In the future, we will investigate the efficiency of asymmetric light couplers featuring different curvatures at their input and output surfaces as well as the use of couplers with sidewalls that are curved both in the XZ and the YZ plane such that the light is focused in all directions, as opposed to the elliptical light beam in the current configuration, which will enable the excitation of smaller plugs of molecules inside the channel. We will also integrate a fluorescence collection light path in the system such that both absorbance and fluorescence measurements can be used for characterization of molecules in the microfluidic channel. Fluorescence is more sensitive and will offer lower LODs, however, at the cost of labeling nonfluorescent molecules.

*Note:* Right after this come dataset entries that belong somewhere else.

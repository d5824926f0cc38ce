//! Status line parser
//!
//! The unit reports changes as lines like `DFR22001INP001L00<unit>`,
//! `OUT002M001` or `MIX002001C000`: a key naming the stage, a family
//! opcode (`L00` level, `M00` mute, `C00` routing) and a value. Families are
//! tried in that order and the first family whose opcode occurs in the line
//! decides how it is read, even if the key before it turns out unknown.

use crate::protocol::device_unit_to_db;
use crate::types::{GainValue, Target};

/// Decoded change reported by the unit
#[derive(Debug, Clone, Copy, PartialEq)]
pub enum StatusUpdate {
    /// A gain stage has a new level
    Level { target: Target, db: GainValue },
    /// An input or output channel changed mute state
    Mute { target: Target, muted: bool },
    /// A mix point was switched on or off
    Routing { input: u8, output: u8, enabled: bool },
}

/// Opcode families in match priority
#[derive(Debug, Clone, Copy, PartialEq, Eq)]
enum Family {
    Level,
    Mute,
    Routing,
}

impl Family {
    const PRIORITY: [Family; 3] = [Family::Level, Family::Mute, Family::Routing];

    fn opcode(&self) -> &'static str {
        match self {
            Family::Level => "L00",
            Family::Mute => "M00",
            Family::Routing => "C00",
        }
    }

    fn keys(&self) -> &'static [(&'static str, Target)] {
        match self {
            Family::Level => &LEVEL_KEYS,
            Family::Mute => &CHANNEL_KEYS,
            Family::Routing => &MIX_KEYS,
        }
    }
}

const CHANNEL_KEYS: [(&str, Target); 4] = [
    ("INP001", Target::Input(1)),
    ("INP002", Target::Input(2)),
    ("OUT001", Target::Output(1)),
    ("OUT002", Target::Output(2)),
];

const MIX_KEYS: [(&str, Target); 4] = [
    ("MIX001001", Target::MixPoint { input: 1, output: 1 }),
    ("MIX001002", Target::MixPoint { input: 1, output: 2 }),
    ("MIX002001", Target::MixPoint { input: 2, output: 1 }),
    ("MIX002002", Target::MixPoint { input: 2, output: 2 }),
];

const LEVEL_KEYS: [(&str, Target); 10] = [
    CHANNEL_KEYS[0],
    CHANNEL_KEYS[1],
    CHANNEL_KEYS[2],
    CHANNEL_KEYS[3],
    MIX_KEYS[0],
    MIX_KEYS[1],
    MIX_KEYS[2],
    MIX_KEYS[3],
    ("MIX001OUT", Target::Fader(1)),
    ("MIX002OUT", Target::Fader(2)),
];

/// A line split into key, family and the text after the opcode
#[derive(Debug, PartialEq)]
struct Tokens<'a> {
    family: Family,
    target: Option<Target>,
    value: &'a str,
}

fn tokenize(line: &str) -> Option<Tokens<'_>> {
    let (family, at) = Family::PRIORITY
        .iter()
        .find_map(|family| line.find(family.opcode()).map(|at| (*family, at)))?;

    let head = &line[..at];
    let target = family
        .keys()
        .iter()
        .find(|(key, _)| head.ends_with(key))
        .map(|(_, target)| *target);

    Some(Tokens {
        family,
        target,
        value: &line[at + family.opcode().len()..],
    })
}

/// Parse one frame payload, returning `None` for anything not tracked
pub fn parse_response(line: &str) -> Option<StatusUpdate> {
    let tokens = tokenize(line)?;
    let Some(target) = tokens.target else {
        tracing::trace!("No known key before {:?} in {:?}", tokens.family, line);
        return None;
    };
    let value = tokens.value.chars().next()?;

    match tokens.family {
        Family::Level => {
            // level values are one raw device-unit byte
            let unit = u8::try_from(u32::from(value)).ok()?;
            Some(StatusUpdate::Level {
                target,
                db: device_unit_to_db(unit),
            })
        }
        Family::Mute => Some(StatusUpdate::Mute {
            target,
            muted: flag(value)?,
        }),
        Family::Routing => match target {
            Target::MixPoint { input, output } => Some(StatusUpdate::Routing {
                input,
                output,
                enabled: flag(value)?,
            }),
            _ => None,
        },
    }
}

fn flag(value: char) -> Option<bool> {
    match value {
        '1' => Some(true),
        '0' => Some(false),
        _ => None,
    }
}

#[cfg(test)]
mod tests {
    use super::*;

    fn level_line(key: &str, unit: u8) -> String {
        let mut line = format!("{key}L00");
        line.push(char::from(unit));
        line
    }

    #[test]
    fn test_level_for_every_key() {
        for (key, target) in LEVEL_KEYS {
            assert_eq!(
                parse_response(&level_line(key, 27)),
                Some(StatusUpdate::Level { target, db: -40.0 }),
                "{key}"
            );
        }
    }

    #[test]
    fn test_level_with_address_prefix() {
        assert_eq!(
            parse_response(&level_line("DFR22001OUT002", 127)),
            Some(StatusUpdate::Level {
                target: Target::Output(2),
                db: 10.0
            })
        );
    }

    #[test]
    fn test_truncated_level_is_ignored() {
        assert_eq!(parse_response("INP001L00"), None);
    }

    #[test]
    fn test_mute_lines() {
        assert_eq!(
            parse_response("OUT002M001"),
            Some(StatusUpdate::Mute {
                target: Target::Output(2),
                muted: true
            })
        );
        assert_eq!(
            parse_response("DFR22001INP001M000"),
            Some(StatusUpdate::Mute {
                target: Target::Input(1),
                muted: false
            })
        );
        // toggle echo carries no state
        assert_eq!(parse_response("INP001M002"), None);
    }

    #[test]
    fn test_routing_lines() {
        assert_eq!(
            parse_response("MIX002001C000"),
            Some(StatusUpdate::Routing {
                input: 2,
                output: 1,
                enabled: false
            })
        );
        assert_eq!(
            parse_response("DFR22001MIX001002C001"),
            Some(StatusUpdate::Routing {
                input: 1,
                output: 2,
                enabled: true
            })
        );
        assert_eq!(parse_response("INP001C001"), None);
    }

    #[test]
    fn test_level_family_wins_over_mute() {
        let line = format!("{}OUT002M001", level_line("INP002", 87));
        assert_eq!(
            parse_response(&line),
            Some(StatusUpdate::Level {
                target: Target::Input(2),
                db: -10.0
            })
        );
    }

    #[test]
    fn test_first_matching_family_decides_even_without_key() {
        // L00 is present but not preceded by a key, so the mute part is not consulted
        assert_eq!(parse_response("XYZL00AOUT001M001"), None);
    }

    #[test]
    fn test_unrecognized_lines() {
        assert_eq!(parse_response(""), None);
        assert_eq!(parse_response("DFR22001QRY"), None);
        assert_eq!(parse_response("VER 1.2"), None);
    }

    #[test]
    fn test_tokenize_splits_key_and_value() {
        let tokens = tokenize("DFR22001MIX001OUTL00Z").unwrap();
        assert_eq!(tokens.family, Family::Level);
        assert_eq!(tokens.target, Some(Target::Fader(1)));
        assert_eq!(tokens.value, "Z");
    }
}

Finally, this detection approach is not limited to silicon microfluidic channels only, but could also be applied in glass or polymer microfluidic chips. The possibility of this material change is important because of the trend of gradually replacing silicon chips by polymeric devices, which can be mass produced by means of simple and cost-effective replication techniques such as injection molding or hot embossing. In a polymer-based microfluidic chip, the channel sidewalls in the detection region will also be oblique but coated with a metallic mirror and covered with a transparent top plate to allow the propagation of the light reflected by the coupler into the channel. As such we can conclude that the presented technique is not only limited to chips containing silicon baseplates, but it is a much more versatile optical probing technique that can be applied in a variety of microfluidic channels for multiple applications without compromising the LOD.